PROBLEM DESCRIPTION:
Would you return, word for word, the lines of the data below from the line with "Ok(ObjectLocator::new(self.root(), object_id)?)" through the line with "from repository operations.", and no others?

DATA:
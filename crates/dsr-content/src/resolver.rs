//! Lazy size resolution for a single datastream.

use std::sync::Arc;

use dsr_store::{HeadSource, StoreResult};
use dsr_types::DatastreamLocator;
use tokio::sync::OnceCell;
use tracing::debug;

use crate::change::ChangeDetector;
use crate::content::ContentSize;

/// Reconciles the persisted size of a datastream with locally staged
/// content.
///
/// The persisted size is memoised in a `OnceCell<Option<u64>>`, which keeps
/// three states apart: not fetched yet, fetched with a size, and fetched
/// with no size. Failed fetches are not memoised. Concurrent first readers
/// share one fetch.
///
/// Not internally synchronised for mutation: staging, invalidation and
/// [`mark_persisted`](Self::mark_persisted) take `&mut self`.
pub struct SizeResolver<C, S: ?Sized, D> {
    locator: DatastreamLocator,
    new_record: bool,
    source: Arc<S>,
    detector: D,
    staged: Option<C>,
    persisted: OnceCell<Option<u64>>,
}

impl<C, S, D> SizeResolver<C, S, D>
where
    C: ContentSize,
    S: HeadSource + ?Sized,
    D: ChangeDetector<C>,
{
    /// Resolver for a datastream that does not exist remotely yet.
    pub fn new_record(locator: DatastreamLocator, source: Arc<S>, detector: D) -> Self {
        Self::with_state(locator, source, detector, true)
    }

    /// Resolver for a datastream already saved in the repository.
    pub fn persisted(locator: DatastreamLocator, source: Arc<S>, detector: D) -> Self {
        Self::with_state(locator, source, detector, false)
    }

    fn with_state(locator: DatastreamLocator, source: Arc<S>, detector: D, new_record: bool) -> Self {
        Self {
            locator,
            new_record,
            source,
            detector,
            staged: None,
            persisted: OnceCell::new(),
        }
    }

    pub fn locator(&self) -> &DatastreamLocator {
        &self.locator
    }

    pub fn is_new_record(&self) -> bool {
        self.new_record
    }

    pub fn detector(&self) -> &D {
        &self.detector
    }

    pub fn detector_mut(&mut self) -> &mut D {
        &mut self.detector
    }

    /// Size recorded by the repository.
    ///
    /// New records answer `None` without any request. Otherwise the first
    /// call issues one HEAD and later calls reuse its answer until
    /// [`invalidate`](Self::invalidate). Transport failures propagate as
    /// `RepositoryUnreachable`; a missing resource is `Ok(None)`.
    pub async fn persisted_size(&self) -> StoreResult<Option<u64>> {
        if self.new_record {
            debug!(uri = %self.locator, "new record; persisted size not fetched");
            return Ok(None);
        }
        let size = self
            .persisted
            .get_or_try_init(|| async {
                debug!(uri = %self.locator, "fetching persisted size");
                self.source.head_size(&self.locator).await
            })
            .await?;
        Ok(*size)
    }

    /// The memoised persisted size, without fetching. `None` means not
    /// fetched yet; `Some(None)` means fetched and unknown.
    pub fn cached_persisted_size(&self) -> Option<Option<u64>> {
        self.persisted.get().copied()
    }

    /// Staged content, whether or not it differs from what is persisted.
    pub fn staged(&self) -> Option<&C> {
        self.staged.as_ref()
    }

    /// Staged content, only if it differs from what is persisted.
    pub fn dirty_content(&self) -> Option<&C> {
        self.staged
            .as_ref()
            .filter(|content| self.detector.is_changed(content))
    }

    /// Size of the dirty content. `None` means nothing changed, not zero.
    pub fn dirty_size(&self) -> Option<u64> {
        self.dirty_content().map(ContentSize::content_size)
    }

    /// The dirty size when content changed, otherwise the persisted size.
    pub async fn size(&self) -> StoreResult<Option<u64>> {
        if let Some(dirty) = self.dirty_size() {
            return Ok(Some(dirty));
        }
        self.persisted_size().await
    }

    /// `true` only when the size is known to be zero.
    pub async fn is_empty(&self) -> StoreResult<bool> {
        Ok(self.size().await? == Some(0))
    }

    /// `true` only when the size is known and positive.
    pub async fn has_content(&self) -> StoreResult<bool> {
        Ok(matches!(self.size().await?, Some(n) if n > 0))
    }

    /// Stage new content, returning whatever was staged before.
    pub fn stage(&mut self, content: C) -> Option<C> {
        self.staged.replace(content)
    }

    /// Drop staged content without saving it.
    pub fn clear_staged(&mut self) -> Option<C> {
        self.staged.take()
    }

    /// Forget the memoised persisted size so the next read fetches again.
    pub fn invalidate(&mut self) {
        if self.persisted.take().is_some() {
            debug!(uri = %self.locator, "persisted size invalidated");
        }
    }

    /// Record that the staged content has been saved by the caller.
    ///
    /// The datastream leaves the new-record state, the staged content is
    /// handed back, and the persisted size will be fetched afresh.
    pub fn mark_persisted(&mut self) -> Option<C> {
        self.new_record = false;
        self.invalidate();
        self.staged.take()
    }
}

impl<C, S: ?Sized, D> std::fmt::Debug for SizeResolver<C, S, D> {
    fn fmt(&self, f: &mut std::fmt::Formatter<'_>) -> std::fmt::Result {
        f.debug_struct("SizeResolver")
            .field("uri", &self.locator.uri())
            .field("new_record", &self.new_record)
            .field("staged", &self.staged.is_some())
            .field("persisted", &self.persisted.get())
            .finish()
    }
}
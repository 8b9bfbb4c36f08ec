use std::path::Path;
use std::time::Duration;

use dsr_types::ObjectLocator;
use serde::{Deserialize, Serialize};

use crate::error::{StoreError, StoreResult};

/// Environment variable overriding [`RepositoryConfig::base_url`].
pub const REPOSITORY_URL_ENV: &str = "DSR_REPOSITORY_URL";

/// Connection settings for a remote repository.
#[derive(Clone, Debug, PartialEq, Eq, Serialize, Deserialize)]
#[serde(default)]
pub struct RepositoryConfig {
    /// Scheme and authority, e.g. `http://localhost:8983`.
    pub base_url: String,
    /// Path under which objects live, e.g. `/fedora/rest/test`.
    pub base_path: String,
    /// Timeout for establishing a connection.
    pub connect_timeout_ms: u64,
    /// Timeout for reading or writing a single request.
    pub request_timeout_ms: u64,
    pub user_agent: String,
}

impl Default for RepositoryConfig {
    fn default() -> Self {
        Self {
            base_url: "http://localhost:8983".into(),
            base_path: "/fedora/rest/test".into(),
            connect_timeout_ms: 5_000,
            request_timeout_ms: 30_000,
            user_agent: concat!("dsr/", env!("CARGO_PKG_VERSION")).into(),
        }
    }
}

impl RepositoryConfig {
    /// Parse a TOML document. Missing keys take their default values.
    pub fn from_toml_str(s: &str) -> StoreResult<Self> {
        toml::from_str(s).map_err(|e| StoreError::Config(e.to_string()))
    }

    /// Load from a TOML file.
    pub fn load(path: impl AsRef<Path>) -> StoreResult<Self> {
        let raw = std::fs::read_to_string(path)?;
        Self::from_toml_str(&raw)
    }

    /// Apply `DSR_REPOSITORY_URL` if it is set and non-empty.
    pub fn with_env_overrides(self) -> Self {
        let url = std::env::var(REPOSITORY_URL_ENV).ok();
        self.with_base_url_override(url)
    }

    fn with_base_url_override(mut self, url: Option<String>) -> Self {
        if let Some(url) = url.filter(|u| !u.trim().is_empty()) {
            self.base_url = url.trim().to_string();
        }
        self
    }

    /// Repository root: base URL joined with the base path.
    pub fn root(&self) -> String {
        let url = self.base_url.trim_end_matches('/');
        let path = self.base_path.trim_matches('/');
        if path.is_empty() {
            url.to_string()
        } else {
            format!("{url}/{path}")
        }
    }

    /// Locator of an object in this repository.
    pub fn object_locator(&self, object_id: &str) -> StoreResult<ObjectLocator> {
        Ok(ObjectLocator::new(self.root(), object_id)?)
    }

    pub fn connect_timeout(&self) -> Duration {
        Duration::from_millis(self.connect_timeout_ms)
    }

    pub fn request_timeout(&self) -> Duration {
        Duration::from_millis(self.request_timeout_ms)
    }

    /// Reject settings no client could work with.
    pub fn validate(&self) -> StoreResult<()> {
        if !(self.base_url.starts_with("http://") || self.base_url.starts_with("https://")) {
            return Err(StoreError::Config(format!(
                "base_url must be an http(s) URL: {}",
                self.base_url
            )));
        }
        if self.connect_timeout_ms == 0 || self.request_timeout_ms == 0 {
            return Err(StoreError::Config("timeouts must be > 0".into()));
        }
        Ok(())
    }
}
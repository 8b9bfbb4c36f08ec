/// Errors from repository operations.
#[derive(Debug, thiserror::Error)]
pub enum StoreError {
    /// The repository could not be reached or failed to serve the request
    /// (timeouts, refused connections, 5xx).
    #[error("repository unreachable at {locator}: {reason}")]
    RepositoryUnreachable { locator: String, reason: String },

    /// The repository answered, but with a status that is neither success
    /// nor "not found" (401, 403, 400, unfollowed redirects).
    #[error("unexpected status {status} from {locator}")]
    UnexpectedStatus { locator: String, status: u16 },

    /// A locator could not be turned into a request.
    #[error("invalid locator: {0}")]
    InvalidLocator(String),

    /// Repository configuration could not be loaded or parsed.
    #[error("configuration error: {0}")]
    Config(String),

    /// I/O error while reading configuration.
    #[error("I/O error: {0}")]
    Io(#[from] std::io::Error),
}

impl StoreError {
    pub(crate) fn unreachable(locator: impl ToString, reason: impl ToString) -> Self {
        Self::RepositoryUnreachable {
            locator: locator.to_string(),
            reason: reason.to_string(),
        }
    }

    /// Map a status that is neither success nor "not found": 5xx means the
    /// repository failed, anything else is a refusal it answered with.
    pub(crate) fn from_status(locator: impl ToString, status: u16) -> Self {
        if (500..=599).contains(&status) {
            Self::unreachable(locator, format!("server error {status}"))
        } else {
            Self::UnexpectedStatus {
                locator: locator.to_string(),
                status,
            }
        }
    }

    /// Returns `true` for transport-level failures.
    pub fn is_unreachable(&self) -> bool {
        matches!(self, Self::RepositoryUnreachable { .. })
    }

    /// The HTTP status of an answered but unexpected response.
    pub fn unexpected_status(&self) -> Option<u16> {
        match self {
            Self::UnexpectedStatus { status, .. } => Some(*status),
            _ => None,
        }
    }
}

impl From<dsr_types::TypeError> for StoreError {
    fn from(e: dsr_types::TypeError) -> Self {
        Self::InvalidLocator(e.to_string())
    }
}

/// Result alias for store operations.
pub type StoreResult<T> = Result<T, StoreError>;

PROBLEM SOLUTION:
        Ok(ObjectLocator::new(self.root(), object_id)?)
    }

    pub fn connect_timeout(&self) -> Duration {
        Duration::from_millis(self.connect_timeout_ms)
    }

    pub fn request_timeout(&self) -> Duration {
        Duration::from_millis(self.request_timeout_ms)
    }

    /// Reject settings no client could work with.
    pub fn validate(&self) -> StoreResult<()> {
        if !(self.base_url.starts_with("http://") || self.base_url.starts_with("https://")) {
            return Err(StoreError::Config(format!(
                "base_url must be an http(s) URL: {}",
                self.base_url
            )));
        }
        if self.connect_timeout_ms == 0 || self.request_timeout_ms == 0 {
            return Err(StoreError::Config("timeouts must be > 0".into()));
        }
        Ok(())
    }
}
repository 8b9bfbb4c36f08ec
/// Errors from repository operations.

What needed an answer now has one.